(Records for the exercise begins)

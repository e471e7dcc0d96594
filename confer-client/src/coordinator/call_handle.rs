use crate::config::CallConfig;
use crate::coordinator::call_command::CoordinatorHandle;
use crate::coordinator::call_observer::{CallObserver, CallStatus};
use crate::coordinator::coordinator::{CoordinatorParts, SessionCoordinator};
use crate::error::{CallError, ConnectError, JoinError};
use crate::media::MediaSource;
use crate::session::SessionState;
use crate::signaling::{SignalConnector, SignalingChannel, SignalingConfig};
use crate::transport::TransportFactory;
use confer_core::{ConnectionQuality, Participant, ParticipantId, SignalMessage};
use parking_lot::Mutex;
use std::collections::HashMap;
use std::future::Future;
use std::sync::Arc;
use tokio::sync::watch;
use tracing::{info, warn};

/// Внешние зависимости звонка.
#[derive(Clone)]
pub struct CallDeps {
    pub media: Arc<dyn MediaSource>,
    pub transports: Arc<dyn TransportFactory>,
    pub connector: Arc<dyn SignalConnector>,
    pub observer: Arc<dyn CallObserver>,
}

enum Phase {
    Idle,
    Joining {
        call_id: u64,
        cancel: watch::Sender<bool>,
    },
    Joined {
        call_id: u64,
        coordinator: CoordinatorHandle,
    },
}

struct HandleState {
    phase: Phase,
    next_call: u64,
}

/// Точка входа клиента: один активный звонок на хендл.
///
/// После `leave_call` или потери сигнального канала хендл снова
/// свободен и `join_call` можно вызвать повторно.
pub struct CallHandle {
    config: CallConfig,
    deps: CallDeps,
    local_id: ParticipantId,
    state: Arc<Mutex<HandleState>>,
}

impl CallHandle {
    pub fn new(config: CallConfig, deps: CallDeps) -> Self {
        let local_id = config.user_id.clone().unwrap_or_default();
        Self {
            config,
            deps,
            local_id,
            state: Arc::new(Mutex::new(HandleState {
                phase: Phase::Idle,
                next_call: 0,
            })),
        }
    }

    pub fn local_id(&self) -> &ParticipantId {
        &self.local_id
    }

    pub fn is_joined(&self) -> bool {
        matches!(self.state.lock().phase, Phase::Joined { .. })
    }

    /// Захватить медиа, открыть сигнальный канал и запустить координатор.
    pub async fn join_call(&self, room_id: &str, display_name: &str) -> Result<(), JoinError> {
        let (cancel_tx, mut cancel) = watch::channel(false);
        let call_id = {
            let mut state = self.state.lock();
            if !matches!(state.phase, Phase::Idle) {
                return Err(JoinError::AlreadyJoined);
            }
            state.next_call += 1;
            let call_id = state.next_call;
            state.phase = Phase::Joining {
                call_id,
                cancel: cancel_tx,
            };
            call_id
        };

        info!("Joining room {} as {}", room_id, self.local_id);
        self.deps
            .observer
            .on_status_changed(CallStatus::Connecting, ConnectionQuality::Connecting)
            .await;

        let result = self.establish(call_id, room_id, display_name, &mut cancel).await;
        if let Err(e) = &result {
            warn!("Join to {} failed: {}", room_id, e);
            let mut state = self.state.lock();
            if matches!(state.phase, Phase::Joining { call_id: id, .. } if id == call_id) {
                state.phase = Phase::Idle;
            }
        }
        result
    }

    async fn establish(
        &self,
        call_id: u64,
        room_id: &str,
        display_name: &str,
        cancel: &mut watch::Receiver<bool>,
    ) -> Result<(), JoinError> {
        let media = self.deps.media.clone();

        let tracks = match until_cancelled(cancel, media.acquire(&self.config.media)).await {
            None => {
                media.release().await;
                return Err(JoinError::Cancelled);
            }
            Some(result) => result.map_err(JoinError::MediaUnavailable)?,
        };

        let url = match self.config.signaling_url(room_id, &self.local_id, display_name) {
            Ok(url) => url,
            Err(e) => {
                media.release().await;
                return Err(JoinError::SignalingUnavailable(e));
            }
        };

        let signaling_config = SignalingConfig {
            url,
            reconnect: self.config.reconnect,
            handshake: vec![
                SignalMessage::UserInfo {
                    user_name: display_name.to_owned(),
                },
                SignalMessage::GetParticipants,
            ],
        };
        let timeout = self.config.join_timeout;
        let connect = tokio::time::timeout(
            timeout,
            SignalingChannel::connect(signaling_config, self.deps.connector.clone()),
        );

        let (signaling, signal_events) = match until_cancelled(cancel, connect).await {
            None => {
                media.release().await;
                return Err(JoinError::Cancelled);
            }
            Some(Err(_elapsed)) => {
                media.release().await;
                return Err(JoinError::SignalingUnavailable(ConnectError::Timeout(timeout)));
            }
            Some(Ok(Err(e))) => {
                media.release().await;
                return Err(JoinError::SignalingUnavailable(e));
            }
            Some(Ok(Ok(channel))) => channel,
        };

        let (coordinator, handle) = SessionCoordinator::new(CoordinatorParts {
            local: Participant::local(self.local_id.clone(), display_name),
            tracks,
            signaling: Arc::new(signaling.clone()),
            signal_events,
            media: media.clone(),
            transports: self.deps.transports.clone(),
            observer: self.deps.observer.clone(),
            heartbeat_period: self.config.heartbeat_period,
            peer_retry: self.config.peer_retry,
            video: self.config.media.video,
        });

        {
            let mut state = self.state.lock();
            let still_joining = matches!(
                state.phase,
                Phase::Joining { call_id: id, .. } if id == call_id
            );
            if still_joining && !*cancel.borrow() {
                state.phase = Phase::Joined {
                    call_id,
                    coordinator: handle,
                };

                let shared = self.state.clone();
                tokio::spawn(async move {
                    coordinator.run().await;
                    let mut state = shared.lock();
                    if matches!(state.phase, Phase::Joined { call_id: id, .. } if id == call_id) {
                        state.phase = Phase::Idle;
                    }
                });

                info!("Joined room {}", room_id);
                return Ok(());
            }
        }

        // leave пришёл между подключением и запуском координатора
        drop(coordinator);
        signaling.close_channel().await;
        media.release().await;
        Err(JoinError::Cancelled)
    }

    /// Покинуть звонок. Идемпотентно; прерывает незавершённый `join_call`.
    pub async fn leave_call(&self) {
        let coordinator = {
            let mut state = self.state.lock();
            match std::mem::replace(&mut state.phase, Phase::Idle) {
                Phase::Idle => return,
                Phase::Joining { cancel, .. } => {
                    info!("Cancelling join in progress");
                    let _ = cancel.send(true);
                    return;
                }
                Phase::Joined { coordinator, .. } => coordinator,
            }
        };

        coordinator.leave().await;
        info!("Left call");
    }

    fn coordinator(&self) -> Result<CoordinatorHandle, CallError> {
        match &self.state.lock().phase {
            Phase::Joined { coordinator, .. } => Ok(coordinator.clone()),
            _ => Err(CallError::NotJoined),
        }
    }

    /// Новое состояние: `true`, если микрофон выключен.
    pub async fn toggle_mute(&self) -> Result<bool, CallError> {
        self.coordinator()?.toggle_mute().await
    }

    /// Новое состояние: `true`, если камера включена.
    pub async fn toggle_video(&self) -> Result<bool, CallError> {
        self.coordinator()?.toggle_video().await
    }

    pub async fn toggle_screen_share(&self) -> Result<bool, CallError> {
        self.coordinator()?.toggle_screen_share().await
    }

    pub fn send_chat(&self, text: impl Into<String>) -> Result<(), CallError> {
        self.coordinator()?.send_chat(text)
    }

    pub async fn participants(&self) -> Result<Vec<Participant>, CallError> {
        self.coordinator()?.participants().await
    }

    pub async fn session_states(&self) -> Result<HashMap<ParticipantId, SessionState>, CallError> {
        self.coordinator()?.session_states().await
    }
}

/// `None`, если ожидание прервал `leave_call`.
async fn until_cancelled<F: Future>(
    cancel: &mut watch::Receiver<bool>,
    fut: F,
) -> Option<F::Output> {
    tokio::select! {
        biased;
        _ = cancel.wait_for(|cancelled| *cancelled) => None,
        out = fut => Some(out),
    }
}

(Records for the exercise ends)

Each line above must be reproduced exactly.

Answer space.
repository e471e7dcc0d96594
filename confer-client/src/coordinator/call_handle.rs
use crate::config::CallConfig;
use crate::coordinator::call_command::CoordinatorHandle;
use crate::coordinator::call_observer::{CallObserver, CallStatus};
use crate::coordinator::coordinator::{CoordinatorParts, SessionCoordinator};
use crate::error::{CallError, ConnectError, JoinError};
use crate::media::MediaSource;
use crate::session::SessionState;
use crate::signaling::{SignalConnector, SignalingChannel, SignalingConfig};
use crate::transport::TransportFactory;
use confer_core::{ConnectionQuality, Participant, ParticipantId, SignalMessage};
use parking_lot::Mutex;
use std::collections::HashMap;
use std::future::Future;
use std::sync::Arc;
use tokio::sync::watch;
use tracing::{info, warn};

/// Внешние зависимости звонка.
#[derive(Clone)]
pub struct CallDeps {
    pub media: Arc<dyn MediaSource>,
    pub transports: Arc<dyn TransportFactory>,
    pub connector: Arc<dyn SignalConnector>,
    pub observer: Arc<dyn CallObserver>,
}

enum Phase {
    Idle,
    Joining {
        call_id: u64,
        cancel: watch::Sender<bool>,
    },
    Joined {
        call_id: u64,
        coordinator: CoordinatorHandle,
    },
}

struct HandleState {
    phase: Phase,
    next_call: u64,
}

/// Точка входа клиента: один активный звонок на хендл.
///
/// После `leave_call` или потери сигнального канала хендл снова
/// свободен и `join_call` можно вызвать повторно.
pub struct CallHandle {
    config: CallConfig,
    deps: CallDeps,
    local_id: ParticipantId,
    state: Arc<Mutex<HandleState>>,
}

impl CallHandle {
    pub fn new(config: CallConfig, deps: CallDeps) -> Self {
        let local_id = config.user_id.clone().unwrap_or_default();
        Self {
            config,
            deps,
            local_id,
            state: Arc::new(Mutex::new(HandleState {
                phase: Phase::Idle,
                next_call: 0,
            })),
        }
    }

    pub fn local_id(&self) -> &ParticipantId {
        &self.local_id
    }

    pub fn is_joined(&self) -> bool {
        matches!(self.state.lock().phase, Phase::Joined { .. })
    }

    /// Захватить медиа, открыть сигнальный канал и запустить координатор.
    pub async fn join_call(&self, room_id: &str, display_name: &str) -> Result<(), JoinError> {
        let (cancel_tx, mut cancel) = watch::channel(false);
        let call_id = {
            let mut state = self.state.lock();
            if !matches!(state.phase, Phase::Idle) {
                return Err(JoinError::AlreadyJoined);
            }
            state.next_call += 1;
            let call_id = state.next_call;
            state.phase = Phase::Joining {
                call_id,
                cancel: cancel_tx,
            };
            call_id
        };

        info!("Joining room {} as {}", room_id, self.local_id);
        self.deps
            .observer
            .on_status_changed(CallStatus::Connecting, ConnectionQuality::Connecting)
            .await;

        let result = self.establish(call_id, room_id, display_name, &mut cancel).await;
        if let Err(e) = &result {
            warn!("Join to {} failed: {}", room_id, e);
            let mut state = self.state.lock();
            if matches!(state.phase, Phase::Joining { call_id: id, .. } if id == call_id) {
                state.phase = Phase::Idle;
            }
        }
        result
    }

    async fn establish(
        &self,
        call_id: u64,
        room_id: &str,
        display_name: &str,
        cancel: &mut watch::Receiver<bool>,
    ) -> Result<(), JoinError> {
        let media = self.deps.media.clone();

        let tracks = match until_cancelled(cancel, media.acquire(&self.config.media)).await {
            None => {
                media.release().await;
                return Err(JoinError::Cancelled);
            }
            Some(result) => result.map_err(JoinError::MediaUnavailable)?,
        };

        let url = match self.config.signaling_url(room_id, &self.local_id, display_name) {
            Ok(url) => url,
            Err(e) => {
                media.release().await;
                return Err(JoinError::SignalingUnavailable(e));
            }
        };

        let signaling_config = SignalingConfig {
            url,
            reconnect: self.config.reconnect,
            handshake: vec![
                SignalMessage::UserInfo {
                    user_name: display_name.to_owned(),
                },
                SignalMessage::GetParticipants,
            ],
        };
        let timeout = self.config.join_timeout;
        let connect = tokio::time::timeout(
            timeout,
            SignalingChannel::connect(signaling_config, self.deps.connector.clone()),
        );

        let (signaling, signal_events) = match until_cancelled(cancel, connect).await {
            None => {
                media.release().await;
                return Err(JoinError::Cancelled);
            }
            Some(Err(_elapsed)) => {
                media.release().await;
                return Err(JoinError::SignalingUnavailable(ConnectError::Timeout(timeout)));
            }
            Some(Ok(Err(e))) => {
                media.release().await;
                return Err(JoinError::SignalingUnavailable(e));
            }
            Some(Ok(Ok(channel))) => channel,
        };

        let (coordinator, handle) = SessionCoordinator::new(CoordinatorParts {
            local: Participant::local(self.local_id.clone(), display_name),
            tracks,
            signaling: Arc::new(signaling.clone()),
            signal_events,
            media: media.clone(),
            transports: self.deps.transports.clone(),
            observer: self.deps.observer.clone(),
            heartbeat_period: self.config.heartbeat_period,
            peer_retry: self.config.peer_retry,
            video: self.config.media.video,
        });

        {
            let mut state = self.state.lock();
            let still_joining = matches!(
                state.phase,
                Phase::Joining { call_id: id, .. } if id == call_id
            );
            if still_joining && !*cancel.borrow() {
                state.phase = Phase::Joined {
                    call_id,
                    coordinator: handle,
                };

                let shared = self.state.clone();
                tokio::spawn(async move {
                    coordinator.run().await;
                    let mut state = shared.lock();
                    if matches!(state.phase, Phase::Joined { call_id: id, .. } if id == call_id) {
                        state.phase = Phase::Idle;
                    }
                });

                info!("Joined room {}", room_id);
                return Ok(());
            }
        }

        // leave пришёл между подключением и запуском координатора
        drop(coordinator);
        signaling.close_channel().await;
        media.release().await;
        Err(JoinError::Cancelled)
    }

    /// Покинуть звонок. Идемпотентно; прерывает незавершённый `join_call`.
    pub async fn leave_call(&self) {
        let coordinator = {
            let mut state = self.state.lock();
            match std::mem::replace(&mut state.phase, Phase::Idle) {
                Phase::Idle => return,
                Phase::Joining { cancel, .. } => {
                    info!("Cancelling join in progress");
                    let _ = cancel.send(true);
                    return;
                }
                Phase::Joined { coordinator, .. } => coordinator,
            }
        };

        coordinator.leave().await;
        info!("Left call");
    }

    fn coordinator(&self) -> Result<CoordinatorHandle, CallError> {
        match &self.state.lock().phase {
            Phase::Joined { coordinator, .. } => Ok(coordinator.clone()),
            _ => Err(CallError::NotJoined),
        }
    }

    /// Новое состояние: `true`, если микрофон выключен.
    pub async fn toggle_mute(&self) -> Result<bool, CallError> {
        self.coordinator()?.toggle_mute().await
    }

    /// Новое состояние: `true`, если камера включена.
    pub async fn toggle_video(&self) -> Result<bool, CallError> {
        self.coordinator()?.toggle_video().await
    }

    pub async fn toggle_screen_share(&self) -> Result<bool, CallError> {
        self.coordinator()?.toggle_screen_share().await
    }

    pub fn send_chat(&self, text: impl Into<String>) -> Result<(), CallError> {
        self.coordinator()?.send_chat(text)
    }

    pub async fn participants(&self) -> Result<Vec<Participant>, CallError> {
        self.coordinator()?.participants().await
    }

    pub async fn session_states(&self) -> Result<HashMap<ParticipantId, SessionState>, CallError> {
        self.coordinator()?.session_states().await
    }
}

/// `None`, если ожидание прервал `leave_call`.
async fn until_cancelled<F: Future>(
    cancel: &mut watch::Receiver<bool>,
    fut: F,
) -> Option<F::Output> {
    tokio::select! {
        biased;
        _ = cancel.wait_for(|cancelled| *cancelled) => None,
        out = fut => Some(out),
    }
}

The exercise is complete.